//! collectedClientData validation
//!
//! The browser serializes the ceremony context (operation type, challenge,
//! origin) into a JSON blob the authenticator signs over. The server must
//! check every field against what it issued before trusting the signature.

use serde::Deserialize;

use crate::ledger::Challenge;
use crate::rp::RelyingParty;

pub const CLIENT_DATA_TYPE_CREATE: &str = "webauthn.create";
pub const CLIENT_DATA_TYPE_GET: &str = "webauthn.get";

#[derive(Debug, Deserialize)]
struct CollectedClientData {
    #[serde(rename = "type")]
    ty: String,
    challenge: String,
    origin: String,
}

#[derive(Debug, thiserror::Error)]
pub enum ClientDataError {
    #[error("client data is not valid base64url")]
    Encoding,
    #[error("client data is not valid JSON: {0}")]
    Json(String),
    #[error("unexpected client data type {got:?}, expected {expected:?}")]
    Type { got: String, expected: &'static str },
    #[error("challenge mismatch")]
    ChallengeMismatch,
    #[error("origin mismatch: authenticator saw {0:?}")]
    Origin(String),
}

/// Decode and validate one ceremony step's client data. Returns the raw
/// decoded bytes so the caller can hash them into the signature base.
pub fn verify_client_data(
    encoded: &str,
    expected_type: &'static str,
    expected_challenge: &Challenge,
    rp: &RelyingParty,
) -> Result<Vec<u8>, ClientDataError> {
    let raw = super::decode_b64url(encoded).ok_or(ClientDataError::Encoding)?;
    let parsed: CollectedClientData =
        serde_json::from_slice(&raw).map_err(|e| ClientDataError::Json(e.to_string()))?;

    if parsed.ty != expected_type {
        return Err(ClientDataError::Type {
            got: parsed.ty,
            expected: expected_type,
        });
    }
    if !expected_challenge.matches_base64url(&parsed.challenge) {
        return Err(ClientDataError::ChallengeMismatch);
    }
    if !rp.origin_matches(&parsed.origin) {
        return Err(ClientDataError::Origin(parsed.origin));
    }

    Ok(raw)
}

#[cfg(test)]
mod tests {
    use base64::{engine::general_purpose::URL_SAFE_NO_PAD, Engine};

    use super::*;

    fn rp() -> RelyingParty {
        RelyingParty::new("Shop", "shop.example", "https://shop.example").unwrap()
    }

    fn encode(ty: &str, challenge: &str, origin: &str) -> String {
        let json = serde_json::json!({ "type": ty, "challenge": challenge, "origin": origin });
        URL_SAFE_NO_PAD.encode(serde_json::to_vec(&json).unwrap())
    }

    #[test]
    fn accepts_matching_client_data() {
        let challenge = Challenge::generate();
        let encoded = encode(
            CLIENT_DATA_TYPE_CREATE,
            &challenge.to_base64url(),
            "https://shop.example",
        );

        let raw =
            verify_client_data(&encoded, CLIENT_DATA_TYPE_CREATE, &challenge, &rp()).unwrap();
        assert!(!raw.is_empty());
    }

    #[test]
    fn rejects_wrong_ceremony_type() {
        let challenge = Challenge::generate();
        let encoded = encode(
            CLIENT_DATA_TYPE_GET,
            &challenge.to_base64url(),
            "https://shop.example",
        );

        let err = verify_client_data(&encoded, CLIENT_DATA_TYPE_CREATE, &challenge, &rp())
            .unwrap_err();
        assert!(matches!(err, ClientDataError::Type { .. }));
    }

    #[test]
    fn rejects_foreign_challenge() {
        let issued = Challenge::generate();
        let other = Challenge::generate();
        let encoded = encode(
            CLIENT_DATA_TYPE_GET,
            &other.to_base64url(),
            "https://shop.example",
        );

        let err = verify_client_data(&encoded, CLIENT_DATA_TYPE_GET, &issued, &rp()).unwrap_err();
        assert!(matches!(err, ClientDataError::ChallengeMismatch));
    }

    #[test]
    fn rejects_foreign_origin() {
        let challenge = Challenge::generate();
        let encoded = encode(
            CLIENT_DATA_TYPE_GET,
            &challenge.to_base64url(),
            "https://evil.example",
        );

        let err = verify_client_data(&encoded, CLIENT_DATA_TYPE_GET, &challenge, &rp()).unwrap_err();
        assert!(matches!(err, ClientDataError::Origin(_)));
    }

    #[test]
    fn rejects_garbage_encoding() {
        let challenge = Challenge::generate();
        let err = verify_client_data("%%%", CLIENT_DATA_TYPE_GET, &challenge, &rp()).unwrap_err();
        assert!(matches!(err, ClientDataError::Encoding));
    }
}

┄┄┄┄┄┄┄┄┄┄┄┄┄┄┄┄┄┄┄┄

Scan the material and collect every line that contains "ChallengeMismatch".

Task response:
    ChallengeMismatch,
        return Err(ClientDataError::ChallengeMismatch);
        assert!(matches!(err, ClientDataError::ChallengeMismatch));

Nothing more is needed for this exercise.